Material supplied: Begin
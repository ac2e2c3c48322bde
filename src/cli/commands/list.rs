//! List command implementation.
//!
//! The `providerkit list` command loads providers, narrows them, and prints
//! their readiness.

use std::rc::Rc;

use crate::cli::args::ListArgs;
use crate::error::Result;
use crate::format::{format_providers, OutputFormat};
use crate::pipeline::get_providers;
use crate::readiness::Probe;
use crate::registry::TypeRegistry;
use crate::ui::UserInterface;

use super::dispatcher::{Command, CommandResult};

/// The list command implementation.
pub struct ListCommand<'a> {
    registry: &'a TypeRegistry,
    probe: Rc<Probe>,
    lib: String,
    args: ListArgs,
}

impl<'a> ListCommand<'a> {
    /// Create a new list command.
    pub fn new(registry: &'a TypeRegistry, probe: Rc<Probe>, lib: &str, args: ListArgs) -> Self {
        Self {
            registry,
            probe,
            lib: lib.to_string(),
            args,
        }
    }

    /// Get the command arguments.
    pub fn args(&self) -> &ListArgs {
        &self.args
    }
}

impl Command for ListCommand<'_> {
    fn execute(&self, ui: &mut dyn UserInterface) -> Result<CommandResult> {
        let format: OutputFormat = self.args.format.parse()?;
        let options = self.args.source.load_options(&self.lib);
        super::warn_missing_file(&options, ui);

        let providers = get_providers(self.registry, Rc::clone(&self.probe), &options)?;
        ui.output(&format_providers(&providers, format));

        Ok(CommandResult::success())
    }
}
Material supplied: End
Material supplied: Begin
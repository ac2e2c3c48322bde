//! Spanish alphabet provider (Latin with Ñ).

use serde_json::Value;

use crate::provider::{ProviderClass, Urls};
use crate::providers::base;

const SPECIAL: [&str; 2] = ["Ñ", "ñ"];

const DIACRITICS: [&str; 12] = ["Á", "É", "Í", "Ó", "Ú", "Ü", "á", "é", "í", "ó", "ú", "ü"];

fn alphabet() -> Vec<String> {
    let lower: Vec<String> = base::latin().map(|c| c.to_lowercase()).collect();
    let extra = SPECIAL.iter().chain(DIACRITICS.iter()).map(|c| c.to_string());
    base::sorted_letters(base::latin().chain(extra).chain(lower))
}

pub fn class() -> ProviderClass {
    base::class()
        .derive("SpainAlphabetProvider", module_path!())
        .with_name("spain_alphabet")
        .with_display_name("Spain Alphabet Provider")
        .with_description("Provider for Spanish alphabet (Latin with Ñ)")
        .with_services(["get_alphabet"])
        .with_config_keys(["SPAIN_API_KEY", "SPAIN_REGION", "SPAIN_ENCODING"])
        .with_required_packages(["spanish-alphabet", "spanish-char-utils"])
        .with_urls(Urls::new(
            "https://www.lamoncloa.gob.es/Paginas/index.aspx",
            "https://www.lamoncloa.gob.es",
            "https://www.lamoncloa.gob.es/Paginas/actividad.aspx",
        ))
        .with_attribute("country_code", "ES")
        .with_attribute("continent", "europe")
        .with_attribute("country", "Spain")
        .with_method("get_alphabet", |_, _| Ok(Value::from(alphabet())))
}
Material supplied: End
Material supplied: Begin
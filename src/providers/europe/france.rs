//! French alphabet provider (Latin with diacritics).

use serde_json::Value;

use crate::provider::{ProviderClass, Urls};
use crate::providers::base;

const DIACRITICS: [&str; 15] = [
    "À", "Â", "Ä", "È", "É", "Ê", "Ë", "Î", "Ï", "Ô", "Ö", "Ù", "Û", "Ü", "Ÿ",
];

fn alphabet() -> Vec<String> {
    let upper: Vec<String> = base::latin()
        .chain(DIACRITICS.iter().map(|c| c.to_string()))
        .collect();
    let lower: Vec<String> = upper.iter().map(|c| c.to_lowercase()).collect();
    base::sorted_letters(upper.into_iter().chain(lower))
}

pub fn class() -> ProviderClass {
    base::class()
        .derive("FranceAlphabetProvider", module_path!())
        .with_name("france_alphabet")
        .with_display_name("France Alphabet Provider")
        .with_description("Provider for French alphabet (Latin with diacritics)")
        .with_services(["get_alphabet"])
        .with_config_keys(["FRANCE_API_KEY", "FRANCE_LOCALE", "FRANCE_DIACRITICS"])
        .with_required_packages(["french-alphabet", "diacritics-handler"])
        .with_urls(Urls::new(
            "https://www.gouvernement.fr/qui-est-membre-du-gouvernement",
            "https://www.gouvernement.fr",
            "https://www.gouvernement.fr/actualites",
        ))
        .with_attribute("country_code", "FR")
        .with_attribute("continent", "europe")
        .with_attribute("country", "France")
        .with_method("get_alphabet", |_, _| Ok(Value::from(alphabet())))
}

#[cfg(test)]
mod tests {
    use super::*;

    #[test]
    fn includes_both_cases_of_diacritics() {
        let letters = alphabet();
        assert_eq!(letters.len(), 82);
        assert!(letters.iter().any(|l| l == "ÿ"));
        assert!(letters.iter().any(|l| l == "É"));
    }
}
Material supplied: End
What to do: Every line above that includes the string "const" needs to be copied.

Problem solution:
const SPECIAL: [&str; 2] = ["Ñ", "ñ"];
const DIACRITICS: [&str; 12] = ["Á", "É", "Í", "Ó", "Ú", "Ü", "á", "é", "í", "ó", "ú", "ü"];
const DIACRITICS: [&str; 15] = [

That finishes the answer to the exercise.